Oldsmobile had the honor of pacing the Indy 500 for 1970 in a 442. So it came as no surprise that two years later they were once again asked to pace the prestigious 500 miler. But it was not repeated with a 442; this time it was a, “Hurst/Olds” Cutlass. Specifically, it was a team effort between Oldsmobile and Hurst Performance Products. They specially modified a 1972 Cutlass convertible. The car was powered by a 455 cubic inch displacement V-8 pumping out 300 horse power. Driven by Jim Rathmann, Indy 500 winner in 1960, the Cutlass marked the first time for a performance products maker to have their name in the pace car titling. Only 130 convertible Hurst/Olds Cutlasses were produced for 1972. There were 499 coupes also made for a mere 629 total that year.

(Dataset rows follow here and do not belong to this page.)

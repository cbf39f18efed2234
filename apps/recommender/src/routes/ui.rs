//! Presentation page: a form that runs the recommendation pipeline in-process and renders
//! the results as a table.

use askama::Template;
use axum::{
    extract::State,
    http::StatusCode,
    response::{Html, IntoResponse, Response},
    Form,
};
use serde::Deserialize;

use crate::errors::AppError;
use crate::recommend::handlers::RecommendationItem;
use crate::state::AppState;

#[derive(Template)]
#[template(source = r#"<!DOCTYPE html>
<html lang="en">
<head>
    <meta charset="UTF-8">
    <meta name="viewport" content="width=device-width, initial-scale=1.0">
    <title>Assessment Recommender</title>
    <style>
        body {
            font-family: -apple-system, BlinkMacSystemFont, 'Segoe UI', Roboto, sans-serif;
            line-height: 1.5;
            color: #333;
            max-width: 960px;
            margin: 0 auto;
            padding: 20px;
            background: #f8f9fa;
        }
        .container { background: white; padding: 30px; border-radius: 8px; box-shadow: 0 2px 10px rgba(0,0,0,0.1); }
        textarea { width: 100%; min-height: 160px; font: inherit; }
        input[type=url] { width: 100%; font: inherit; }
        button { margin-top: 12px; padding: 8px 20px; background: #007acc; color: white; border: 0; border-radius: 4px; }
        .error { background: #f8d7da; color: #721c24; padding: 12px; border-radius: 4px; margin: 16px 0; }
        table { width: 100%; border-collapse: collapse; margin-top: 20px; }
        th, td { text-align: left; padding: 8px; border-bottom: 1px solid #ddd; }
        th { background: #f1f3f5; }
    </style>
</head>
<body>
    <div class="container">
        <h1>Assessment Recommender</h1>
        <p>Paste a job description or a link to a job posting.</p>
        <form method="post" action="/">
            <label for="job_description">Job description</label>
            <textarea id="job_description" name="job_description">{{ job_description }}</textarea>
            <label for="url">or job posting URL</label>
            <input type="url" id="url" name="url" value="{{ url }}">
            <button type="submit">Recommend</button>
        </form>

        {% if has_error %}
        <div class="error">{{ error }}</div>
        {% endif %}

        {% if has_results %}
        <table>
            <thead>
                <tr><th>#</th><th>Assessment</th><th>Remote</th><th>Adaptive</th><th>Duration</th><th>Test types</th></tr>
            </thead>
            <tbody>
                {% for row in rows %}
                <tr>
                    <td>{{ loop.index }}</td>
                    <td><a href="{{ row.url }}" target="_blank" rel="noopener">{{ row.name }}</a></td>
                    <td>{{ row.remote }}</td>
                    <td>{{ row.adaptive }}</td>
                    <td>{{ row.duration }}</td>
                    <td>{{ row.test_types }}</td>
                </tr>
                {% endfor %}
            </tbody>
        </table>
        {% endif %}

        {% if no_matches %}
        <p>No assessments matched this job description.</p>
        {% endif %}
    </div>
</body>
</html>"#, ext = "html")]
struct RecommendPage {
    job_description: String,
    url: String,
    has_error: bool,
    error: String,
    has_results: bool,
    no_matches: bool,
    rows: Vec<ResultRow>,
}

struct ResultRow {
    name: String,
    url: String,
    remote: &'static str,
    adaptive: &'static str,
    duration: String,
    test_types: String,
}

impl From<RecommendationItem> for ResultRow {
    fn from(item: RecommendationItem) -> Self {
        Self {
            name: item.name,
            url: item.url,
            remote: yes_no(item.remote_testing),
            adaptive: yes_no(item.adaptive_support),
            duration: item
                .duration
                .map(|d| format!("{d} min"))
                .unwrap_or_else(|| "n/a".to_string()),
            test_types: item.test_types.join(", "),
        }
    }
}

fn yes_no(flag: bool) -> &'static str {
    if flag {
        "Yes"
    } else {
        "No"
    }
}

impl RecommendPage {
    fn blank() -> Self {
        Self {
            job_description: String::new(),
            url: String::new(),
            has_error: false,
            error: String::new(),
            has_results: false,
            no_matches: false,
            rows: Vec::new(),
        }
    }

    fn render_html(&self) -> Result<Html<String>, AppError> {
        self.render()
            .map(Html)
            .map_err(|e| AppError::Internal(anyhow::anyhow!("template render failed: {e}")))
    }
}

#[derive(Debug, Default, Deserialize)]
pub struct RecommendForm {
    #[serde(default)]
    pub job_description: String,
    #[serde(default)]
    pub url: String,
}

/// GET /
pub async fn show_form() -> Result<Html<String>, AppError> {
    RecommendPage::blank().render_html()
}

/// POST /
///
/// The URL field wins when both are filled. Failures are rendered as a banner with the
/// same status the JSON endpoint would return.
pub async fn submit_form(
    State(state): State<AppState>,
    Form(form): Form<RecommendForm>,
) -> Result<Response, AppError> {
    let mut page = RecommendPage {
        job_description: form.job_description.clone(),
        url: form.url.clone(),
        ..RecommendPage::blank()
    };

    let input = [form.url.trim(), form.job_description.trim()]
        .into_iter()
        .find(|s| !s.is_empty());
    let Some(input) = input else {
        page.has_error = true;
        page.error = "Enter a job description or a job posting URL.".to_string();
        return Ok((StatusCode::BAD_REQUEST, page.render_html()?).into_response());
    };

    match state.recommender.recommend(input).await {
        Ok(records) => {
            page.rows = records
                .into_iter()
                .map(|r| ResultRow::from(RecommendationItem::from(r)))
                .collect();
            page.has_results = !page.rows.is_empty();
            page.no_matches = page.rows.is_empty();
            Ok(page.render_html()?.into_response())
        }
        Err(e) => {
            let error = AppError::from(e);
            tracing::warn!("Recommendation from form failed: {error}");
            page.has_error = true;
            page.error = error.public_message();
            Ok((error.status(), page.render_html()?).into_response())
        }
    }
}
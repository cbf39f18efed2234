//! Catalog file and crawl cursor persistence.
//!
//! Both files are rewritten whole through a temp file in the same directory followed by a
//! rename, so a crash mid-write leaves the previous version intact.

use std::collections::BTreeMap;
use std::io::Write;
use std::path::{Path, PathBuf};

use anyhow::{Context, Result};
use chrono::{DateTime, Utc};
use serde::{de::DeserializeOwned, Deserialize, Serialize};
use tempfile::NamedTempFile;

use crate::models::assessment::{AssessmentRecord, SolutionType};

/// The flat catalog file: a pretty-printed JSON array of [`AssessmentRecord`].
#[derive(Debug, Clone)]
pub struct CatalogStore {
    path: PathBuf,
}

impl CatalogStore {
    pub fn new(path: impl Into<PathBuf>) -> Self {
        Self { path: path.into() }
    }

    pub fn path(&self) -> &Path {
        &self.path
    }

    /// Loads all records. A missing file is an empty catalog.
    pub fn load(&self) -> Result<Vec<AssessmentRecord>> {
        Ok(read_json(&self.path)?.unwrap_or_default())
    }

    /// Loads records keyed by id; later duplicates win.
    pub fn load_map(&self) -> Result<BTreeMap<String, AssessmentRecord>> {
        Ok(self
            .load()?
            .into_iter()
            .map(|r| (r.id.clone(), r))
            .collect())
    }

    /// Replaces the file with `records`, ordered by id.
    pub fn save<'a>(&self, records: impl IntoIterator<Item = &'a AssessmentRecord>) -> Result<()> {
        let mut records: Vec<&AssessmentRecord> = records.into_iter().collect();
        records.sort_by(|a, b| a.id.cmp(&b.id));
        write_json_atomic(&self.path, &records)
    }
}

/// Where a crawl stopped. Persisted after every listing page.
#[derive(Debug, Clone, PartialEq, Serialize, Deserialize)]
pub struct CrawlCursor {
    pub solution_type: SolutionType,
    /// Offset of the next listing page to visit.
    pub next_start: u32,
    pub pages_visited: u32,
    pub finished: bool,
    pub updated_at: DateTime<Utc>,
}

impl CrawlCursor {
    pub fn start() -> Self {
        Self {
            solution_type: SolutionType::Individual,
            next_start: 0,
            pages_visited: 0,
            finished: false,
            updated_at: Utc::now(),
        }
    }
}

#[derive(Debug, Clone)]
pub struct CursorStore {
    path: PathBuf,
}

impl CursorStore {
    pub fn new(path: impl Into<PathBuf>) -> Self {
        Self { path: path.into() }
    }

    pub fn load(&self) -> Result<Option<CrawlCursor>> {
        read_json(&self.path)
    }

    pub fn save(&self, cursor: &CrawlCursor) -> Result<()> {
        write_json_atomic(&self.path, cursor)
    }

    pub fn clear(&self) -> Result<()> {
        match std::fs::remove_file(&self.path) {
            Ok(()) => Ok(()),
            Err(e) if e.kind() == std::io::ErrorKind::NotFound => Ok(()),
            Err(e) => Err(e).with_context(|| format!("failed to remove {}", self.path.display())),
        }
    }
}

pub(crate) fn read_json<T: DeserializeOwned>(path: &Path) -> Result<Option<T>> {
    match std::fs::read_to_string(path) {
        Ok(raw) => serde_json::from_str(&raw)
            .map(Some)
            .with_context(|| format!("failed to parse {}", path.display())),
        Err(e) if e.kind() == std::io::ErrorKind::NotFound => Ok(None),
        Err(e) => Err(e).with_context(|| format!("failed to read {}", path.display())),
    }
}

pub(crate) fn write_json_atomic<T: Serialize + ?Sized>(path: &Path, value: &T) -> Result<()> {
    let dir = match path.parent() {
        Some(p) if !p.as_os_str().is_empty() => p,
        _ => Path::new("."),
    };
    std::fs::create_dir_all(dir).with_context(|| format!("failed to create {}", dir.display()))?;

    let mut tmp = NamedTempFile::new_in(dir)
        .with_context(|| format!("failed to create temp file in {}", dir.display()))?;
    serde_json::to_writer_pretty(&mut tmp, value)?;
    tmp.write_all(b"\n")?;
    tmp.as_file().sync_all()?;
    tmp.persist(path)
        .with_context(|| format!("failed to replace {}", path.display()))?;
    Ok(())
}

Franklin Mint built a stand-out 1970 Olds 442 hardtop in 2005 with new tech features and followed it up a year later with a 1972 model-year rendition in drop top configuration. Based from that model we are treated to this little beauty in white with gorgeous gold graphics. The diecast carries forward terrific detail in many areas. I appreciate the reconfiguration into the Pace Car, incorporating the design elements of the graphics and paint blend from light gold to darker gold. The door hinges mimic the real machine’s pinnings. These are more than an alternative to internal hinges, they are a twin-fork assembly with spring-loaded holding mechanisms; the first such I have personally seen. The seat belts with photo-etch buckles are realistic and while the sunvisors are in static positioning, they are fashioned with great detail.
Interior, engine and trunk detailing shapes up like this: beautifully scaled dash, steering wheel and center console, flip-up seats and diminutive window cranks and door latches give full license to the authentication of the driver’s and passenger’s compartment. The up-top and down-boot fit precisely. The engine detailing is wonderful. The big V-8 possesses accurately scaled plumbing and wiring and exhibits great detail to engine bay stickers, heater hoses and continues to reveal fuel lines and starter wiring and brake lines downward and rearward as you examine the chassis detail. The suspension is operable and the trunk has excellent detailing as well. You’ll find jacking instructional stickers affixed and a full spare with jack on the floor.
All panels are fit precisely and the doors, hood and trunk lid exhibit no gapping whatsoever. The stance looks good and the model’s appearance is welcome in any collection. FM has done well to bring us another pace car and this is a relatively rare rendition. Issue price is $120.